Healthcare Document Intelligence MCP Server

by hpaamu
README.md
# Healthcare Document Intelligence RAG + MCP

Production-ready starter project for healthcare document intelligence using retrieval-augmented generation, medical document pipelines, PHI-aware preprocessing, a FastAPI service, and an MCP server for agent extensibility.

## Highlights

- Healthcare-focused ingestion for clinical notes, discharge summaries, lab reports, and policy documents
- PHI redaction layer before indexing and prompt construction
- Hybrid retrieval with deterministic local embeddings by default and optional OpenAI embeddings
- Citation-grounded answers with document, section, and page metadata
- FastAPI REST API with OpenAPI docs at `/docs`
- MCP server exposing document search, patient timeline extraction, summarization, and evidence QA tools
- Docker, Compose, tests, linting, and GitHub Actions CI
- Offline sample dataset so reviewers can run the project without vendor keys

## Architecture

```text
documents
  -> parser
  -> PHI redactor
  -> medical chunker
  -> embedding model
  -> vector index
  -> retriever
  -> grounded response
        |-> FastAPI
        |-> MCP tools
```

## Quick Start

```bash
cd healthcare-document-intelligence-rag-mcp
python -m venv .venv
source .venv/bin/activate
pip install -e ".[dev]"
cp .env.example .env
make seed
make test
make api
```

Open:

```text
http://127.0.0.1:8000/docs
```

Ask a grounded question:

```bash
curl -X POST http://127.0.0.1:8000/query \
  -H "Content-Type: application/json" \
  -d '{"question":"What follow-up is recommended after discharge?","top_k":4}'
```

## MCP Server

Run the MCP server locally:

```bash
make mcp
```

The server exposes:

- `search_documents`
- `answer_question`
- `summarize_document`
- `extract_patient_timeline`
- `redact_phi`

Example Claude Desktop style configuration:

```json
{
  "mcpServers": {
    "healthcare-document-intelligence": {
      "command": "python",
      "args": ["-m", "meddoc_intel.mcp.server"],
      "cwd": "/absolute/path/to/healthcare-document-intelligence-rag-mcp"
    }
  }
}
```

## API

Core endpoints:

- `GET /health`
- `POST /documents`
- `POST /query`
- `POST /summaries`
- `POST /redact`
- `GET /documents`

See [docs/API.md](docs/API.md) for examples.

## Evaluation

Seed the sample index and run the retrieval smoke evaluation:

```bash
make seed
python scripts/evaluate_retrieval.py
```

The evaluation uses expected-document recall for simple, reviewable regression checks.
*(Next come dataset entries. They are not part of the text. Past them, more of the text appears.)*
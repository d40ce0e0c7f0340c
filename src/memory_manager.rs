//! Runtime-to-collector interface: safe Rust APIs.
//!
//! A binding builds a heap with [`ssgc_init`], keeps it in a static, starts the collector thread
//! with [`initialize_collection`] once its thread system is ready, and then binds one
//! [`Mutator`] per thread. Allocation goes through the mutator; heap-wide requests go through
//! the heap.
//!
//! Functions that may collect take the calling thread as a [`VMMutatorThread`]. Any
//! [`ObjectReference`] the caller holds across such a call must be reachable through a slot the
//! binding reports as a root, and must be re-read from that slot afterwards.

use crate::heap::{Heap, HeapBuilder};
use crate::plan::Mutator;
use crate::scheduler::GCController;
use crate::util::alloc::AllocationError;
use crate::util::opaque_pointer::*;
use crate::util::{Address, ObjectReference};
use crate::vm::slot::Slot;
use crate::vm::{Collection, ObjectModel, VMBinding};

use std::sync::atomic::Ordering;

/// Initialize a heap. This reserves both spaces at their initial size, which is fatal if the
/// memory is not available.
///
/// This also attempts to initialize a logger. A binding that wants its own logger should
/// install it before calling this function.
///
/// The returned heap must outlive every mutator and the collector thread. Most bindings leak
/// it with `Box::leak` or keep it in a lazily initialized static.
pub fn ssgc_init<VM: VMBinding>(builder: &HeapBuilder) -> Box<Heap<VM>> {
    match crate::util::logger::try_init() {
        Ok(_) => debug!("ssgc initialized the logger."),
        Err(_) => debug!(
            "ssgc failed to initialize the logger. Possibly a logger has been initialized by user."
        ),
    }
    if builder.options.initial_heap_size > builder.options.max_heap_size {
        warn!(
            "Initial heap size {} exceeds the maximum heap size {}, using the maximum",
            builder.options.initial_heap_size, builder.options.max_heap_size
        );
    }
    let heap = builder.build::<VM>();
    info!(
        "Initialized ssgc with {:?} growth, {} TLABs",
        heap.plan.grow_policy(),
        if heap.options.use_tlab { "with" } else { "without" }
    );
    Box::new(heap)
}

/// Start the collector thread. Collections cannot happen before this call; requesting one
/// panics.
///
/// Arguments:
/// * `heap`: A reference to the heap.
/// * `tls`: The thread that wants to enable the collection. This value will be passed back to
///   the binding in [`Collection::spawn_gc_thread`].
pub fn initialize_collection<VM: VMBinding>(heap: &'static Heap<VM>, tls: VMThread) {
    assert!(
        !heap.state.is_initialized(),
        "Collection has been initialized (was initialize_collection() already called before?)"
    );
    let receiver = heap.gc_requester.connect();
    VM::VMCollection::spawn_gc_thread(tls, GCController::new(heap, receiver));
    heap.state.initialized.store(true, Ordering::SeqCst);
}

/// Create the allocation context for a thread. The binding should keep the returned mutator
/// where the thread can reach it cheaply, and report it through
/// [`crate::vm::ActivePlan::mutators`].
pub fn bind_mutator<VM: VMBinding>(
    heap: &'static Heap<VM>,
    tls: VMMutatorThread,
) -> Box<Mutator<VM>> {
    debug!("Binding mutator {:?}", tls);
    Box::new(Mutator::new(tls, &heap.plan))
}

/// Reclaim a mutator that is no longer needed. The rest of its TLAB stays allocated until the
/// next collection.
pub fn destroy_mutator<VM: VMBinding>(mutator: Box<Mutator<VM>>) {
    debug!("Destroying mutator {:?}", mutator.mutator_tls);
    drop(mutator);
}

/// Allocate a zeroed cell of at least `size` bytes. The size is rounded up to whole words.
///
/// On failure the binding has already been told through [`Collection::out_of_memory`], and the
/// safety zone has been lent out so the binding can allocate its error object.
#[inline(always)]
pub fn alloc<VM: VMBinding>(
    mutator: &mut Mutator<VM>,
    size: usize,
) -> Result<Address, AllocationError> {
    mutator.alloc(size)
}

/// Allocate a tuple (fixed-size object) of `size` bytes.
pub fn alloc_object<VM: VMBinding>(
    mutator: &mut Mutator<VM>,
    size: usize,
) -> Result<ObjectReference, AllocationError> {
    let cell = mutator.alloc(size)?;
    Ok(VM::VMObjectModel::address_to_ref(cell))
}

/// Allocate an array of `length` elements of `element_size` bytes after the array header.
/// Sizes that overflow the address space fail like any other request the heap cannot meet.
pub fn alloc_array<VM: VMBinding>(
    mutator: &mut Mutator<VM>,
    length: usize,
    element_size: usize,
) -> Result<ObjectReference, AllocationError> {
    let size = length
        .saturating_mul(element_size)
        .saturating_add(VM::VMObjectModel::ARRAY_HEADER_BYTES);
    let cell = mutator.alloc(size)?;
    Ok(VM::VMObjectModel::address_to_ref(cell))
}

/// Allocate a hybrid: a tuple of `tuple_size` bytes followed by an array part of `length`
/// elements of `element_size` bytes.
pub fn alloc_hybrid<VM: VMBinding>(
    mutator: &mut Mutator<VM>,
    tuple_size: usize,
    length: usize,
    element_size: usize,
) -> Result<ObjectReference, AllocationError> {
    let size = length
        .saturating_mul(element_size)
        .saturating_add(tuple_size);
    let cell = mutator.alloc(size)?;
    Ok(VM::VMObjectModel::address_to_ref(cell))
}

/// Allocate a byte copy of the object held in `source`. The allocation may collect, so the
/// source is read from the slot afterwards; `source` must therefore be a root.
///
/// Returns `Ok(None)` if the slot is null.
pub fn clone_object<VM: VMBinding>(
    mutator: &mut Mutator<VM>,
    source: VM::VMSlot,
) -> Result<Option<ObjectReference>, AllocationError> {
    let Some(object) = source.load() else {
        return Ok(None);
    };
    let size = VM::VMObjectModel::get_current_size(object);
    let cell = mutator.alloc(size)?;
    let Some(object) = source.load() else {
        return Ok(None);
    };
    debug_assert_eq!(VM::VMObjectModel::get_current_size(object), size);
    unsafe {
        std::ptr::copy_nonoverlapping(
            VM::VMObjectModel::ref_to_object_start(object).to_ptr::<u8>(),
            cell.to_mut_ptr::<u8>(),
            size,
        );
    }
    Ok(Some(VM::VMObjectModel::address_to_ref(cell)))
}

/// Make at least `requested` bytes available, collecting and growing the heap if necessary.
/// `requested == 0` always collects. Returns false if the heap cannot satisfy the request.
///
/// Arguments:
/// * `heap`: A reference to the heap.
/// * `tls`: The thread that requests the collection.
/// * `requested`: The number of bytes the caller is about to allocate.
pub fn collect_garbage<VM: VMBinding>(
    heap: &Heap<VM>,
    tls: VMMutatorThread,
    requested: usize,
) -> bool {
    heap.plan.collect_garbage(tls, requested)
}

/// Bytes that can be allocated before the next collection.
pub fn free_bytes<VM: VMBinding>(heap: &Heap<VM>) -> usize {
    heap.plan.free_bytes()
}

/// Bytes allocated in to-space since the last collection, including the survivors of it.
pub fn used_bytes<VM: VMBinding>(heap: &Heap<VM>) -> usize {
    heap.plan.used_bytes()
}

/// Bytes reserved by both spaces together.
pub fn total_bytes<VM: VMBinding>(heap: &Heap<VM>) -> usize {
    heap.plan.total_bytes()
}

/// Is the address inside to-space? Between collections every object lives there.
pub fn is_in_heap<VM: VMBinding>(heap: &Heap<VM>, addr: Address) -> bool {
    heap.plan.is_in_heap(addr)
}

/// Grow the heap so that it totals at least `amount` bytes. This costs one collection.
/// Returns false if the heap is already that large or cannot grow.
pub fn increase_memory<VM: VMBinding>(
    heap: &Heap<VM>,
    tls: VMMutatorThread,
    amount: usize,
) -> bool {
    heap.plan.increase_memory(tls, amount)
}

/// Collect, then give `amount` bytes of the heap back to the operating system. Returns false
/// if that much was not free after the collection.
pub fn decrease_memory<VM: VMBinding>(
    heap: &Heap<VM>,
    tls: VMMutatorThread,
    amount: usize,
) -> bool {
    heap.plan.decrease_memory(tls, amount)
}

/// Objects always move, so pinning is not supported. Returns false.
pub fn pin_object(_object: ObjectReference) -> bool {
    false
}

/// Objects always move, so pinning is not supported. Returns false.
pub fn unpin_object(_object: ObjectReference) -> bool {
    false
}

pub fn is_pinned(_object: ObjectReference) -> bool {
    false
}

/// Forbid allocation by this mutator until the matching [`enable_allocation`]. Calls nest.
/// Allocating in between is fatal.
pub fn disable_allocation<VM: VMBinding>(mutator: &mut Mutator<VM>) {
    mutator.disable_allocation()
}

pub fn enable_allocation<VM: VMBinding>(mutator: &mut Mutator<VM>) {
    mutator.enable_allocation()
}

/// The number of collections completed so far.
pub fn collection_count<VM: VMBinding>(heap: &Heap<VM>) -> usize {
    heap.state.epoch()
}

/// The total time spent collecting, in milliseconds.
pub fn gc_time_millis<VM: VMBinding>(heap: &Heap<VM>) -> u64 {
    heap.stats.accumulated_gc_time().as_millis() as u64
}

/// Milliseconds since the last collection finished, or since the heap was created.
pub fn millis_since_last_gc<VM: VMBinding>(heap: &Heap<VM>) -> u64 {
    heap.stats.time_since_last_gc().as_millis() as u64
}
See [docs/ML_PIPELINE.md](docs/ML_PIPELINE.md).

## Configuration

The default setup uses deterministic local embeddings, which are ideal for demos, CI, and reproducible tests.

Optional OpenAI support:

```env
EMBEDDING_PROVIDER=openai
OPENAI_API_KEY=sk-...
OPENAI_EMBEDDING_MODEL=text-embedding-3-small
```

This project is a developer portfolio and prototyping system. It is not medical advice, not a diagnostic device, and not a substitute for professional clinical judgment.